_Exercise aim_: Locate the word "yaml" in the material, then show every line that holds it.

_Data records_:

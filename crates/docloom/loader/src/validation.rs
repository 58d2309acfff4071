//! Validation findings: machine-checkable codes, messages, and paths
//!
//! Definition errors are returned as accumulated findings, never
//! raised. Each finding carries a stable code a client can branch on,
//! a human message, and a path locating the offending element.

use serde::{Deserialize, Serialize};
use std::fmt;

/// Stable machine-checkable codes for definition findings
#[derive(Clone, Copy, Debug, PartialEq, Eq, Hash, Serialize, Deserialize)]
#[serde(rename_all = "kebab-case")]
pub enum ValidationCode {
    SchemaInvalid,
    MissingRequiredField,
    UnknownDocumentType,
    UnknownEntityType,
    UnknownScope,
    OwnershipCycle,
    ScopeMismatch,
    InvalidScopeHierarchy,
    InvalidReference,
    MissingIterationSource,
    ForbiddenSiblingReference,
    ForbiddenDescendantReference,
    ForbiddenCrossBranchReference,
    InvalidPromptFormat,
    PromptNotInManifest,
}

impl fmt::Display for ValidationCode {
    fn fmt(&self, f: &mut fmt::Formatter<'_>) -> fmt::Result {
        let code = match self {
            Self::SchemaInvalid => "schema-invalid",
            Self::MissingRequiredField => "missing-required-field",
            Self::UnknownDocumentType => "unknown-document-type",
            Self::UnknownEntityType => "unknown-entity-type",
            Self::UnknownScope => "unknown-scope",
            Self::OwnershipCycle => "ownership-cycle",
            Self::ScopeMismatch => "scope-mismatch",
            Self::InvalidScopeHierarchy => "invalid-scope-hierarchy",
            Self::InvalidReference => "invalid-reference",
            Self::MissingIterationSource => "missing-iteration-source",
            Self::ForbiddenSiblingReference => "forbidden-sibling-reference",
            Self::ForbiddenDescendantReference => "forbidden-descendant-reference",
            Self::ForbiddenCrossBranchReference => "forbidden-cross-branch-reference",
            Self::InvalidPromptFormat => "invalid-prompt-format",
            Self::PromptNotInManifest => "prompt-not-in-manifest",
        };
        write!(f, "{}", code)
    }
}

/// One validation finding
#[derive(Clone, Debug, PartialEq, Eq, Serialize, Deserialize)]
pub struct ValidationError {
    pub code: ValidationCode,
    pub message: String,
    /// Path locating the offending element, e.g. `steps[1].inputs[0].scope`
    pub path: String,
}

impl ValidationError {
    pub fn new(
        code: ValidationCode,
        path: impl Into<String>,
        message: impl Into<String>,
    ) -> Self {
        Self {
            code,
            message: message.into(),
            path: path.into(),
        }
    }
}

impl fmt::Display for ValidationError {
    fn fmt(&self, f: &mut fmt::Formatter<'_>) -> fmt::Result {
        write!(f, "[{}] {}: {}", self.code, self.path, self.message)
    }
}

/// The accumulated outcome of validating one definition.
///
/// Warnings flag findings that do not block registration (the prompt
/// manifest check by default); `is_valid` considers errors only.
#[derive(Clone, Debug, Default, PartialEq, Eq, Serialize, Deserialize)]
pub struct ValidationResult {
    pub errors: Vec<ValidationError>,
    #[serde(default)]
    pub warnings: Vec<ValidationError>,
}

impl ValidationResult {
    pub fn ok() -> Self {
        Self::default()
    }

    pub fn from_errors(errors: Vec<ValidationError>) -> Self {
        Self {
            errors,
            warnings: Vec::new(),
        }
    }

    pub fn is_valid(&self) -> bool {
        self.errors.is_empty()
    }

    pub fn push_error(&mut self, error: ValidationError) {
        self.errors.push(error);
    }

    pub fn push_warning(&mut self, warning: ValidationError) {
        self.warnings.push(warning);
    }

    /// All error codes present, for targeted assertions
    pub fn codes(&self) -> Vec<ValidationCode> {
        self.errors.iter().map(|e| e.code).collect()
    }

    pub fn has_code(&self, code: ValidationCode) -> bool {
        self.errors.iter().any(|e| e.code == code)
    }
}

impl fmt::Display for ValidationResult {
    fn fmt(&self, f: &mut fmt::Formatter<'_>) -> fmt::Result {
        if self.is_valid() {
            write!(f, "valid")
        } else {
            write!(f, "{} validation error(s)", self.errors.len())?;
            for error in &self.errors {
                write!(f, "\n  {}", error)?;
            }
            Ok(())
        }
    }
}

#[cfg(test)]
mod tests {
    use super::*;

    #[test]
    fn test_codes_serialize_kebab_case() {
        let json = serde_json::to_string(&ValidationCode::ForbiddenSiblingReference).unwrap();
        assert_eq!(json, "\"forbidden-sibling-reference\"");
        assert_eq!(
            ValidationCode::UnknownScope.to_string(),
            "unknown-scope"
        );
    }

    #[test]
    fn test_valid_iff_no_errors() {
        let mut result = ValidationResult::ok();
        assert!(result.is_valid());

        result.push_warning(ValidationError::new(
            ValidationCode::PromptNotInManifest,
            "steps[0].task_prompt",
            "prompt not found in manifest",
        ));
        assert!(result.is_valid());

        result.push_error(ValidationError::new(
            ValidationCode::UnknownScope,
            "document_types.brief.scope",
            "scope 'sprint' is not declared",
        ));
        assert!(!result.is_valid());
        assert!(result.has_code(ValidationCode::UnknownScope));
    }

    #[test]
    fn test_display() {
        let error = ValidationError::new(
            ValidationCode::ScopeMismatch,
            "steps[2].scope",
            "step scope 'epic' does not match produced document scope 'story'",
        );
        let rendered = error.to_string();
        assert!(rendered.contains("scope-mismatch"));
        assert!(rendered.contains("steps[2].scope"));
    }
}
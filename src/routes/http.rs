//! HTTP endpoint handlers. Read-only views over the catalog and progress;
//! play happens over the WebSocket.

use std::sync::Arc;
use axum::{extract::{Path, Query, State}, http::StatusCode, Json, response::IntoResponse};
use tracing::{debug, instrument};

use crate::protocol::*;
use crate::state::AppState;

#[instrument(level = "info")]
pub async fn http_health() -> impl IntoResponse { Json(HealthOut { ok: true }) }

#[instrument(level = "info", skip(state))]
pub async fn http_list_scenarios(State(state): State<Arc<AppState>>) -> impl IntoResponse {
  let out: Vec<ScenarioOut> = state.catalog.scenarios().iter().map(|c| to_scenario_out(c)).collect();
  debug!(target: "opsdrill", count = out.len(), "HTTP scenarios listed");
  Json(out)
}

#[instrument(level = "info", skip(state))]
pub async fn http_get_scenario(
  State(state): State<Arc<AppState>>,
  Path(id): Path<String>,
) -> Result<Json<ScenarioOut>, (StatusCode, Json<ErrorOut>)> {
  match state.catalog.scenario(&id) {
    Some(c) => Ok(Json(to_scenario_out(&c))),
    None => {
      debug!(target: "opsdrill", %id, "HTTP scenario not found");
      Err((StatusCode::NOT_FOUND, Json(ErrorOut { error: format!("unknown scenario: {id}") })))
    }
  }
}

#[instrument(level = "info", skip(state), fields(category = ?q.category))]
pub async fn http_list_commands(
  State(state): State<Arc<AppState>>,
  Query(q): Query<CommandQuery>,
) -> impl IntoResponse {
  let out: Vec<CommandOut> = state.catalog.commands(q.category).into_iter().map(to_command_out).collect();
  debug!(target: "opsdrill", count = out.len(), "HTTP commands listed");
  Json(out)
}

#[instrument(level = "info", skip(state))]
pub async fn http_get_progress(State(state): State<Arc<AppState>>) -> impl IntoResponse {
  Json(state.progress_snapshot().await)
}

#[cfg(test)]
mod tests {
  use super::*;
  use crate::progress::MemoryStore;
  use crate::routes::build_router;
  use axum::body::{to_bytes, Body};
  use axum::http::{Request, StatusCode};
  use tower::ServiceExt;

  fn app() -> axum::Router {
    build_router(Arc::new(AppState::new(None, Arc::new(MemoryStore::default()))))
  }

  async fn get_json(uri: &str) -> (StatusCode, serde_json::Value) {
    let res = app().oneshot(Request::builder().uri(uri).body(Body::empty()).unwrap()).await.unwrap();
    let status = res.status();
    let bytes = to_bytes(res.into_body(), usize::MAX).await.unwrap();
    (status, serde_json::from_slice(&bytes).unwrap())
  }

  #[tokio::test]
  async fn health_is_ok() {
    let (status, v) = get_json("/api/v1/health").await;
    assert_eq!(status, StatusCode::OK);
    assert_eq!(v["ok"], true);
  }

  #[tokio::test]
  async fn scenarios_are_listed() {
    let (_, v) = get_json("/api/v1/scenarios").await;
    let list = v.as_array().unwrap();
    assert_eq!(list.len(), 4);
    assert!(list.iter().all(|s| s.get("steps").is_none()));
  }

  #[tokio::test]
  async fn commands_filter_by_category() {
    let (_, v) = get_json("/api/v1/commands?category=kubernetes").await;
    let list = v.as_array().unwrap();
    assert_eq!(list.len(), 6);
    assert!(list.iter().all(|c| c["category"] == "kubernetes"));
    assert!(list.iter().all(|c| c.get("command").is_none()));
  }

  #[tokio::test]
  async fn single_scenario_or_404() {
    let (status, v) = get_json("/api/v1/scenarios/scenario-linux-diskfull").await;
    assert_eq!(status, StatusCode::OK);
    assert_eq!(v["rewardPoints"], 75);

    let (status, v) = get_json("/api/v1/scenarios/missing").await;
    assert_eq!(status, StatusCode::NOT_FOUND);
    assert!(v["error"].as_str().unwrap().contains("missing"));
  }

  #[tokio::test]
  async fn fresh_progress_is_zero() {
    let (_, v) = get_json("/api/v1/progress").await;
    assert_eq!(v["total_xp"], 0);
  }
}
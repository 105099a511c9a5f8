//! Opsdrill · DevOps terminal trainer backend
//!
//! - Axum HTTP + WebSocket API (one challenge runner per socket)
//! - Static SPA fallback (./static/index.html)
//!
//! Important env variables:
//!   PORT            : u16 (default 3000)
//!   LAB_CONFIG_PATH : path to TOML config (drill rules + optional scenario/command bank)
//!   PROGRESS_PATH   : JSON file for player progress (in-memory when unset)
//!   LOG_LEVEL       : tracing filter, e.g. "debug" or full directives
//!   LOG_FORMAT      : "pretty" (default) or "json"

use std::{net::SocketAddr, sync::Arc};
use tokio::net::TcpListener;
use tracing::info;

use opsdrill::routes::build_router;
use opsdrill::state::AppState;
use opsdrill::telemetry;

#[tokio::main]
async fn main() -> Result<(), Box<dyn std::error::Error>> {
  telemetry::init_tracing();

  let state = Arc::new(AppState::from_env());
  let app = build_router(state.clone());

  let addr: SocketAddr = std::env::var("PORT")
    .ok()
    .and_then(|p| p.parse::<u16>().ok())
    .map(|port| SocketAddr::from(([0, 0, 0, 0], port)))
    .unwrap_or_else(|| SocketAddr::from(([0, 0, 0, 0], 3000)));

  let listener = TcpListener::bind(addr).await?;
  info!(target: "opsdrill", %addr, "HTTP server listening");
  axum::serve(listener, app)
    .with_graceful_shutdown(shutdown_signal())
    .await?;
  info!(target: "opsdrill", "Server stopped");
  Ok(())
}

async fn shutdown_signal() {
  if let Err(e) = tokio::signal::ctrl_c().await {
    tracing::error!(target: "opsdrill", error = %e, "Failed to listen for ctrl-c");
  }
}
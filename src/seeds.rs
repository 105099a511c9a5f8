//! Built-in content: scenario labs and the command drill deck.
//! Guarantees the app is playable without any external config.

use crate::domain::{Category, Challenge, CommandCard, Difficulty, Step};

pub fn seed_scenarios() -> Vec<Challenge> {
  vec![k8s_crashloop(), docker_debug(), linux_diskfull(), git_revert()]
}

fn k8s_crashloop() -> Challenge {
  Challenge {
    id: "scenario-k8s-crashloop".into(),
    title: "Pod CrashLoopBackOff".into(),
    description: "A production pod is stuck in CrashLoopBackOff. Debug it step by step.".into(),
    category: Category::Kubernetes,
    difficulty: Difficulty::Hard,
    reward_points: 100,
    steps: vec![
      Step::new("First, check the status of all pods in the default namespace.", "kubectl get pods")
        .with_output("NAME                     READY   STATUS             RESTARTS   AGE\napi-server-7b9d4f6c-x2k  0/1     CrashLoopBackOff   5          10m\nnginx-5d6b4c7f8-abc12    1/1     Running            0          2h")
        .with_note("kubectl get pods shows pod status. CrashLoopBackOff means the container keeps crashing and Kubernetes restarts it with increasing backoff delays.")
        .with_hint("Use kubectl get to list resources"),
      Step::new("The api-server pod is crashing. Check its events and details.", "kubectl describe pod api-server-7b9d4f6c-x2k")
        .with_alternates(["kubectl describe pods api-server-7b9d4f6c-x2k"])
        .with_output("Name:         api-server-7b9d4f6c-x2k\nContainers:\n  api:\n    State:       Waiting (CrashLoopBackOff)\n    Last State:  Terminated (Exit Code 1)\n    Restart Count: 5\nEvents:\n  Warning  BackOff  1m   kubelet  Back-off restarting failed container")
        .with_note("kubectl describe shows detailed info including events. Exit code 1 is a generic application error; 137 is OOMKilled, 143 is SIGTERM.")
        .with_hint("Use kubectl describe pod <name>"),
      Step::new("Check the logs from the crashed container to see why it failed.", "kubectl logs api-server-7b9d4f6c-x2k --previous")
        .with_alternates(["kubectl logs api-server-7b9d4f6c-x2k -p"])
        .with_output("Starting API server...\nConnecting to database at postgres:5432...\nError: FATAL: password authentication failed for user \"api\"\nConnection refused. Exiting with code 1.")
        .with_note("--previous shows logs from the last crashed container instance. Without it the log may be empty if the container just restarted.")
        .with_hint("Use kubectl logs with --previous flag"),
      Step::new("The database password is wrong. Check the secret being used.", "kubectl get secret db-credentials -o yaml")
        .with_output("apiVersion: v1\nkind: Secret\nmetadata:\n  name: db-credentials\ndata:\n  password: b2xkcGFzc3dvcmQ=\n  username: YXBp")
        .with_note("Secrets hold base64-encoded data. Decoding the password reveals \"oldpassword\": it was rotated but the secret was never updated.")
        .with_hint("Use kubectl get secret <name> -o yaml"),
      Step::new("Fix the secret by updating the password. Encode the new password \"newsecurepass\" in base64 first.", "echo -n \"newsecurepass\" | base64")
        .with_output("bmV3c2VjdXJlcGFzcw==")
        .with_note("Use echo -n when encoding for secrets. A trailing newline would become part of the password.")
        .with_hint("Use echo -n with base64 encoding"),
      Step::new("Now restart the deployment to pick up the updated secret.", "kubectl rollout restart deployment api-server")
        .with_output("deployment.apps/api-server restarted")
        .with_note("kubectl rollout restart triggers a rolling restart without changing the spec, forcing pods to re-read secrets and configmaps.")
        .with_hint("Use kubectl rollout restart"),
    ],
  }
}

fn docker_debug() -> Challenge {
  Challenge {
    id: "scenario-docker-debug".into(),
    title: "Docker Container Won't Start".into(),
    description: "Your Docker container exits immediately after starting. Find and fix the issue.".into(),
    category: Category::Docker,
    difficulty: Difficulty::Medium,
    reward_points: 75,
    steps: vec![
      Step::new("Check if any containers are running or have exited recently.", "docker ps -a")
        .with_alternates(["docker ps --all"])
        .with_output("CONTAINER ID   IMAGE          STATUS                     NAMES\na1b2c3d4e5f6   myapp:latest   Exited (1) 30 seconds ago  myapp-web\nf6e5d4c3b2a1   postgres:15    Up 2 hours                 myapp-db")
        .with_note("docker ps shows only running containers. -a also lists stopped and exited ones.")
        .with_hint("Use docker ps with the -a flag"),
      Step::new("Check the logs of the exited container to see why it crashed.", "docker logs myapp-web")
        .with_output("Node.js application starting...\nError: Cannot find module '/app/server.js'\nProcess exited with code 1")
        .with_note("docker logs shows stdout and stderr from a container, even after it has stopped.")
        .with_hint("Use docker logs <container-name>"),
      Step::new("The entrypoint file is missing. Check what files are actually in the image.", "docker run --rm myapp:latest ls /app")
        .with_output("Dockerfile\nnode_modules\npackage.json\nsrc\nindex.js")
        .with_note("docker run --rm runs a one-off command and removes the container afterwards. The file is index.js, not server.js.")
        .with_hint("Use docker run --rm to execute a command in the image"),
      Step::new("Fix the Dockerfile CMD. Rebuild the image with the correct entrypoint.", "docker build -t myapp:latest .")
        .with_output("Step 6/6 : CMD [\"node\", \"index.js\"]\nSuccessfully built abc123def456\nSuccessfully tagged myapp:latest")
        .with_note("Always check that CMD/ENTRYPOINT points at files that exist in the build context.")
        .with_hint("Use docker build -t <tag> ."),
      Step::new("Start the fixed container and verify it is running.", "docker run -d --name myapp-web -p 3000:3000 myapp:latest")
        .with_output("b7c8d9e0f1a2b3c4d5e6f7a8b9c0d1e2f3a4b5c6d7e8f9a0b1c2d3e4f5a6b7")
        .with_note("-d runs detached, --name sets a friendly name, -p maps host:container ports.")
        .with_hint("Use docker run with -d, --name, and -p flags"),
    ],
  }
}

fn linux_diskfull() -> Challenge {
  Challenge {
    id: "scenario-linux-diskfull".into(),
    title: "Server Disk Full".into(),
    description: "Production server is at 100% disk usage. Free up space before services crash.".into(),
    category: Category::Linux,
    difficulty: Difficulty::Medium,
    reward_points: 75,
    steps: vec![
      Step::new("Check disk usage across all mounted filesystems.", "df -h")
        .with_output("Filesystem      Size  Used Avail Use% Mounted on\n/dev/sda1       50G   49G  512M  99% /")
        .with_note("df -h shows filesystem usage in human-readable units. 99% on / means writes are about to fail.")
        .with_hint("Use df with the -h (human-readable) flag"),
      Step::new("Find which directories are consuming the most space.", "du -sh /* 2>/dev/null | sort -rh | head -10")
        .with_alternates(["du -sh /* | sort -rh | head -10"])
        .with_output("25G\t/var\n12G\t/home\n8G\t/usr\n2G\t/opt\n500M\t/tmp")
        .with_note("du -sh sizes directories, sort -rh orders them largest first, 2>/dev/null hides permission errors.")
        .with_hint("Use du -sh with sort to find largest directories"),
      Step::new("/var is the biggest. Drill into /var to find the culprit.", "du -sh /var/* | sort -rh | head -5")
        .with_output("22G\t/var/log\n2G\t/var/cache\n500M\t/var/lib\n100M\t/var/tmp")
        .with_note("22GB of logs. Missing log rotation is the most common cause of full disks.")
        .with_hint("Run du -sh on /var/* subdirectories"),
      Step::new("Find the largest log files in /var/log.", "find /var/log -type f -size +100M -exec ls -lh {} +")
        .with_alternates(["find /var/log -size +100M"])
        .with_output("-rw-r--r-- 1 root root 18G /var/log/app/application.log\n-rw-r--r-- 1 root root 3.5G /var/log/syslog.1")
        .with_note("find -size +100M lists files over 100MB. The 18GB application log is the problem.")
        .with_hint("Use find with -size flag to locate large files"),
      Step::new("Truncate the massive application log file to free space immediately.", "truncate -s 0 /var/log/app/application.log")
        .with_alternates(["> /var/log/app/application.log"])
        .with_note("truncate -s 0 empties a file but keeps the handle. Removing a file a process still holds open does not free the space.")
        .with_hint("Use truncate -s 0 to empty a file safely"),
    ],
  }
}

fn git_revert() -> Challenge {
  Challenge {
    id: "scenario-git-revert".into(),
    title: "Revert a Bad Production Deploy".into(),
    description: "A buggy commit was pushed to main and deployed. Revert it without losing other work.".into(),
    category: Category::Git,
    difficulty: Difficulty::Hard,
    reward_points: 100,
    steps: vec![
      Step::new("Check the recent commit history to find the bad commit.", "git log --oneline -5")
        .with_output("a1b2c3d (HEAD -> main) Merge: Add payment feature\ne4f5g6h Fix typo in README\n7h8i9j0 BUGGY: Update database config\nk1l2m3n Add user authentication\no4p5q6r Initial setup")
        .with_note("git log --oneline shows compact history; -5 limits it to the last five commits.")
        .with_hint("Use git log --oneline to see recent history"),
      Step::new("Revert the buggy commit (7h8i9j0) without modifying history.", "git revert 7h8i9j0")
        .with_output("[main r1s2t3u] Revert \"BUGGY: Update database config\"\n 1 file changed, 3 insertions(+), 3 deletions(-)")
        .with_note("git revert adds a new commit that undoes the change. Unlike git reset it never rewrites shared history.")
        .with_hint("Use git revert <commit-hash>"),
      Step::new("Verify the revert was applied correctly.", "git log --oneline -3")
        .with_output("r1s2t3u (HEAD -> main) Revert \"BUGGY: Update database config\"\na1b2c3d Merge: Add payment feature\ne4f5g6h Fix typo in README")
        .with_note("The revert commit sits on top and all earlier history is preserved.")
        .with_hint("Use git log to verify the revert commit"),
      Step::new("Push the revert to remote to deploy the fix.", "git push origin main")
        .with_output("To github.com:org/app.git\n   a1b2c3d..r1s2t3u  main -> main")
        .with_note("No force push needed: revert only adds a commit.")
        .with_hint("Use git push origin main"),
    ],
  }
}

fn card(id: &str, description: &str, command: &str, hint: &str, category: Category, difficulty: Difficulty, xp: u32) -> CommandCard {
  CommandCard {
    id: id.into(),
    description: description.into(),
    command: command.into(),
    alternates: Vec::new(),
    hint: hint.into(),
    category,
    difficulty,
    xp,
  }
}

/// The command drill deck.
pub fn seed_commands() -> Vec<CommandCard> {
  use Category::*;
  use Difficulty::*;
  vec![
    card("ls-1", "List all files including hidden ones", "ls -la", "Use ls with flags for all and long format", Linux, Easy, 10),
    card("cd-1", "Go to the home directory", "cd ~", "Tilde represents home", Linux, Easy, 10),
    card("mkdir-1", "Create a directory called \"projects\"", "mkdir projects", "mkdir creates directories", Linux, Easy, 10),
    card("chmod-1", "Make a script executable", "chmod +x script.sh", "+x adds execute permission", Linux, Medium, 15),
    card("grep-1", "Search for \"error\" in all log files", "grep error *.log", "grep searches text patterns", Linux, Medium, 15),
    card("find-1", "Find all .txt files in current directory", "find . -name \"*.txt\"", "find with -name pattern", Linux, Medium, 15),
    card("ps-1", "Show all running processes", "ps aux", "ps with aux shows all processes", Linux, Easy, 10),
    card("kill-1", "Force kill process with PID 1234", "kill -9 1234", "-9 is SIGKILL", Linux, Medium, 15),
    card("git-1", "Initialize a new git repository", "git init", "init starts a new repo", Git, Easy, 10),
    card("git-2", "Stage all changes for commit", "git add .", "add . stages everything", Git, Easy, 10),
    card("git-3", "Commit with message \"Initial commit\"", "git commit -m \"Initial commit\"", "-m adds inline message", Git, Easy, 10),
    card("git-4", "Create and switch to branch \"feature\"", "git checkout -b feature", "-b creates new branch", Git, Medium, 15),
    card("git-5", "Push to origin main branch", "git push origin main", "push to remote origin", Git, Easy, 10),
    card("git-6", "Rebase current branch onto main", "git rebase main", "rebase replays commits", Git, Hard, 25),
    card("docker-1", "List all running containers", "docker ps", "ps shows containers", Docker, Easy, 10),
    card("docker-2", "Pull the nginx image", "docker pull nginx", "pull downloads images", Docker, Easy, 10),
    card("docker-3", "Run nginx container on port 8080", "docker run -p 8080:80 nginx", "-p maps ports host:container", Docker, Medium, 15),
    card("docker-4", "Build image with tag \"myapp:latest\"", "docker build -t myapp:latest .", "-t sets the tag", Docker, Medium, 15),
    card("docker-5", "Stop container with ID abc123", "docker stop abc123", "stop gracefully stops containers", Docker, Easy, 10),
    card("docker-6", "Remove all stopped containers", "docker container prune", "prune removes stopped containers", Docker, Medium, 15),
    card("k8s-1", "Get all pods in current namespace", "kubectl get pods", "get lists resources", Kubernetes, Easy, 10),
    card("k8s-2", "Apply a configuration file", "kubectl apply -f config.yaml", "-f specifies file", Kubernetes, Easy, 10),
    card("k8s-3", "Describe pod named \"web-server\"", "kubectl describe pod web-server", "describe shows detailed info", Kubernetes, Medium, 15),
    card("k8s-4", "Get logs from pod \"api-server\"", "kubectl logs api-server", "logs shows container output", Kubernetes, Easy, 10),
    card("k8s-5", "Scale deployment \"web\" to 3 replicas", "kubectl scale deployment web --replicas=3", "scale changes replica count", Kubernetes, Medium, 15),
    card("k8s-6", "Execute bash in pod \"debug\"", "kubectl exec -it debug -- bash", "exec runs commands in containers", Kubernetes, Hard, 25),
  ]
}

#[cfg(test)]
mod tests {
  use super::*;
  use std::collections::HashSet;

  #[test]
  fn seed_scenarios_are_valid() {
    for c in seed_scenarios() {
      c.validate().unwrap_or_else(|e| panic!("{}: {e}", c.id));
    }
  }

  #[test]
  fn seed_command_ids_are_unique() {
    let cards = seed_commands();
    let ids: HashSet<_> = cards.iter().map(|c| c.id.as_str()).collect();
    assert_eq!(ids.len(), cards.len());
    assert_eq!(cards.iter().filter(|c| c.category == Category::Kubernetes).count(), 6);
  }
}
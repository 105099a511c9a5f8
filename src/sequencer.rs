//! Forward-only cursor over a challenge's steps.

use std::sync::Arc;

use crate::domain::{Challenge, Step};
use crate::error::RunnerError;

#[derive(Clone, Debug)]
pub struct StepSequencer {
  challenge: Arc<Challenge>,
  cursor: usize,
}

impl StepSequencer {
  pub fn new(challenge: Arc<Challenge>) -> Self {
    Self { challenge, cursor: 0 }
  }

  pub fn challenge(&self) -> &Arc<Challenge> {
    &self.challenge
  }

  pub fn cursor(&self) -> usize {
    self.cursor
  }

  pub fn len(&self) -> usize {
    self.challenge.steps.len()
  }

  pub fn is_complete(&self) -> bool {
    self.cursor == self.len()
  }

  pub fn current(&self) -> Result<&Step, RunnerError> {
    self.challenge
      .steps
      .get(self.cursor)
      .ok_or(RunnerError::OutOfRange { cursor: self.cursor, len: self.len() })
  }

  /// Move to the next step. Never skips more than one, never goes back.
  pub fn advance(&mut self) -> Result<(), RunnerError> {
    if self.is_complete() {
      return Err(RunnerError::OutOfRange { cursor: self.cursor, len: self.len() });
    }
    self.cursor += 1;
    Ok(())
  }
}

#[cfg(test)]
mod tests {
  use super::*;
  use crate::domain::{Category, Difficulty};

  fn challenge(n: usize) -> Arc<Challenge> {
    Arc::new(Challenge {
      id: "seq".into(),
      title: "Seq".into(),
      description: String::new(),
      category: Category::Git,
      difficulty: Difficulty::Easy,
      reward_points: 0,
      steps: (0..n).map(|i| Step::new(format!("step {i}"), format!("cmd {i}"))).collect(),
    })
  }

  #[test]
  fn walks_every_step_once() {
    let mut seq = StepSequencer::new(challenge(3));
    for i in 0..3 {
      assert!(!seq.is_complete());
      assert_eq!(seq.current().unwrap().expected_answer, format!("cmd {i}"));
      seq.advance().unwrap();
    }
    assert!(seq.is_complete());
    assert_eq!(seq.cursor(), 3);
  }

  #[test]
  fn complete_sequencer_refuses_to_move() {
    let mut seq = StepSequencer::new(challenge(1));
    seq.advance().unwrap();
    assert_eq!(seq.current().unwrap_err(), RunnerError::OutOfRange { cursor: 1, len: 1 });
    assert_eq!(seq.advance().unwrap_err(), RunnerError::OutOfRange { cursor: 1, len: 1 });
    assert_eq!(seq.cursor(), 1);
  }
}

_Response area_:
      Step::new("The database password is wrong. Check the secret being used.", "kubectl get secret db-credentials -o yaml")
        .with_hint("Use kubectl get secret <name> -o yaml"),
    card("k8s-2", "Apply a configuration file", "kubectl apply -f config.yaml", "-f specifies file", Kubernetes, Easy, 10),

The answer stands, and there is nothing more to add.